In the summer of 1967 Mitchell traveled with his wife Cathy and a Wollensack tape recorder and borrowed a 35mm camera from the University of Minnesota to document blues musicians in Mississippi. After returning to Minnesota, Mitchell turned the trip into a master’s thesis that also became his first book in 1971, Blow My Blues Away. They had recorded legends Fred McDowell and Houston Stackhouse, and at the time unknowns R.L. Burnside and Othar Turner.
Beginning in 1976 Mitchell took a job for the Bureau of Cultural Affairs in Atlanta to oversee the Georgia Grassroots Music Festival. Mitchell was able to travel across the state and document folk musicians native to the state and hire a staff to do field work. He curated the Festival for three years and in that time recorded such musicians as James Davis, Precious Bryant, James Lee Ziegler, and Willie Guy Raines.
From 1979 to 1981 he worked as a field researcher for the Columbus Museum of Art in Columbus, Georgia, for In Celebration of a Legacy, a project initiated by folklorist Fred Fussell. A book by that name by Mitchell and a double record album from his field recordings were published by the Museum and re-published and currently available from the Chattahoochee Historic Commission.
In Atlanta in 1984 George Mitchell created the National Downhome Blues Festival which was held at the Moonshadow Saloon. The three-day festival was the largest gathering of old-time blues musicians before or since. A one-hour program of performances and interviews held on these three days was broadcast on PBS; in addition a 4 record LP was released by Southland.
After field recording Mitchell focused on his other passion, photography. He taught high school students in Atlanta helping them produce the photography book Sweet Auburn: the Many Faces of Atlanta’s Most Historic Avenue.
George Mitchell resides in Atlanta with his wife Cathy.
Books by George Mitchell include:
- Blow My Blues Away (Baton Rouge: Louisiana State University Press, 1971)
- I’m Somebody Important: Young Black Voices from Rural Georgia (Urbana: University of Illinois Press, 1973)

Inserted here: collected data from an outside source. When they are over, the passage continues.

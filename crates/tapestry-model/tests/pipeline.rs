use tapestry_dom::{Dom, DomPosition, DomRange, DomSelection, NodeId, el};
use tapestry_model::creators::*;
use tapestry_model::{
    ContentModelBlock, ContentModelDocument, DomToModelOption, ListType, ModelToDomContext,
    PathStep, dom_to_model, model_to_dom, set_selection,
};

fn render(doc: &mut ContentModelDocument) -> (Dom, NodeId, Option<DomSelection>) {
    let mut dom = Dom::new();
    let root = dom.create_element("div");
    let selection = model_to_dom(&mut dom, root, doc, &mut ModelToDomContext::default());
    (dom, root, selection)
}

#[test]
fn round_trip_keeps_structure() {
    let mut source = Dom::new();
    let root = source.build(
        &el("div")
            .child(el("div").text("hello").child(el("b").text("world")))
            .child(
                el("ol")
                    .child(el("li").text("one"))
                    .child(el("li").text("two")),
            ),
    );
    let expected = source.inner_html(root);

    let mut doc = dom_to_model(&source, root, &DomToModelOption::default(), None);
    let (dom, out, _) = render(&mut doc);

    assert_eq!(dom.inner_html(out), expected);
}

#[test]
fn collapsed_selection_survives_round_trip() {
    let mut source = Dom::new();
    let root = source.build(&el("div").child(el("div").text("hello")));
    let text = source
        .first_child(root)
        .and_then(|div| source.first_child(div))
        .unwrap_or(root);
    let selection = DomSelection::range(DomRange::collapsed(DomPosition::new(text, 2)));

    let mut doc = dom_to_model(&source, root, &DomToModelOption::default(), Some(&selection));
    let (dom, out, restored) = render(&mut doc);

    let first_text = dom
        .first_child(out)
        .and_then(|div| dom.first_child(div))
        .unwrap_or(out);
    assert_eq!(dom.text(first_text), Some("he"));
    let range = restored.and_then(|s| s.as_range().copied());
    assert_eq!(range, Some(DomRange::collapsed(DomPosition::new(first_text, 2))));
}

#[test]
fn unchanged_model_rerenders_without_new_nodes() {
    let level = create_list_level(ListType::Ordered, None, None);
    let mut doc = create_content_model_document(None);
    for text in ["a", "b"] {
        let mut item = create_list_item(std::slice::from_ref(&level), None);
        add_text_paragraph(&mut item, text);
        doc.blocks.push(ContentModelBlock::ListItem(item));
    }
    let mut table = create_table(1, None);
    for text in ["x", "y"] {
        let mut cell = create_table_cell(false, false, false, None);
        add_text_paragraph(&mut cell, text);
        table.rows[0].cells.push(cell);
    }
    doc.blocks.push(ContentModelBlock::Table(table));

    let mut dom = Dom::new();
    let root = dom.create_element("div");
    model_to_dom(&mut dom, root, &mut doc, &mut ModelToDomContext::default());
    let html = dom.inner_html(root);
    let created = dom.created_count();

    model_to_dom(&mut dom, root, &mut doc, &mut ModelToDomContext::default());
    assert_eq!(dom.created_count(), created);
    assert_eq!(dom.inner_html(root), html);
    insta::assert_snapshot!(
        html,
        @"<ol><li><div>a</div></li><li><div>b</div></li></ol><table><tbody><tr><td><div>x</div></td><td><div>y</div></td></tr></tbody></table>"
    );
}

#[test]
fn projected_selection_renders_as_range() {
    let mut doc = create_content_model_document(None);
    add_text_paragraph(&mut doc, "first");
    add_text_paragraph(&mut doc, "second");
    let start = [PathStep::Block(0), PathStep::Segment(0)];
    let end = [PathStep::Block(1), PathStep::Segment(0)];
    assert!(set_selection(&mut doc, Some(&start), Some(&end)));

    let (dom, out, selection) = render(&mut doc);
    let texts: Vec<NodeId> = dom
        .children(out)
        .iter()
        .filter_map(|&div| dom.first_child(div))
        .collect();
    assert_eq!(texts.len(), 2);

    let range = selection.and_then(|s| s.as_range().copied());
    assert_eq!(
        range.map(|r| r.end),
        Some(DomPosition::new(texts[1], "second".len()))
    );
    assert!(range.is_some_and(|r| !r.is_collapsed()));
}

- Yessir, I’ve Been Here a Long Time: The Faces and Words of Americans Who Have Lived a Century (New York: E.P. Dutton, 1975)
- Ponce de Leon: An Intimate Portrait of Atlanta’s Most Famous Avenue (Atlanta: Argonne Books, 1982)
- Numerous record albums and CDs issued by a number of labels including Fat Possum, Arhoolie, Rounder, Testament, Hightone, Flyright, Southland and Swingmaster.
- Fat Possum has issued 26 CDs of field recordings, including a boxed set, most of them listed under The George Mitchell Collection.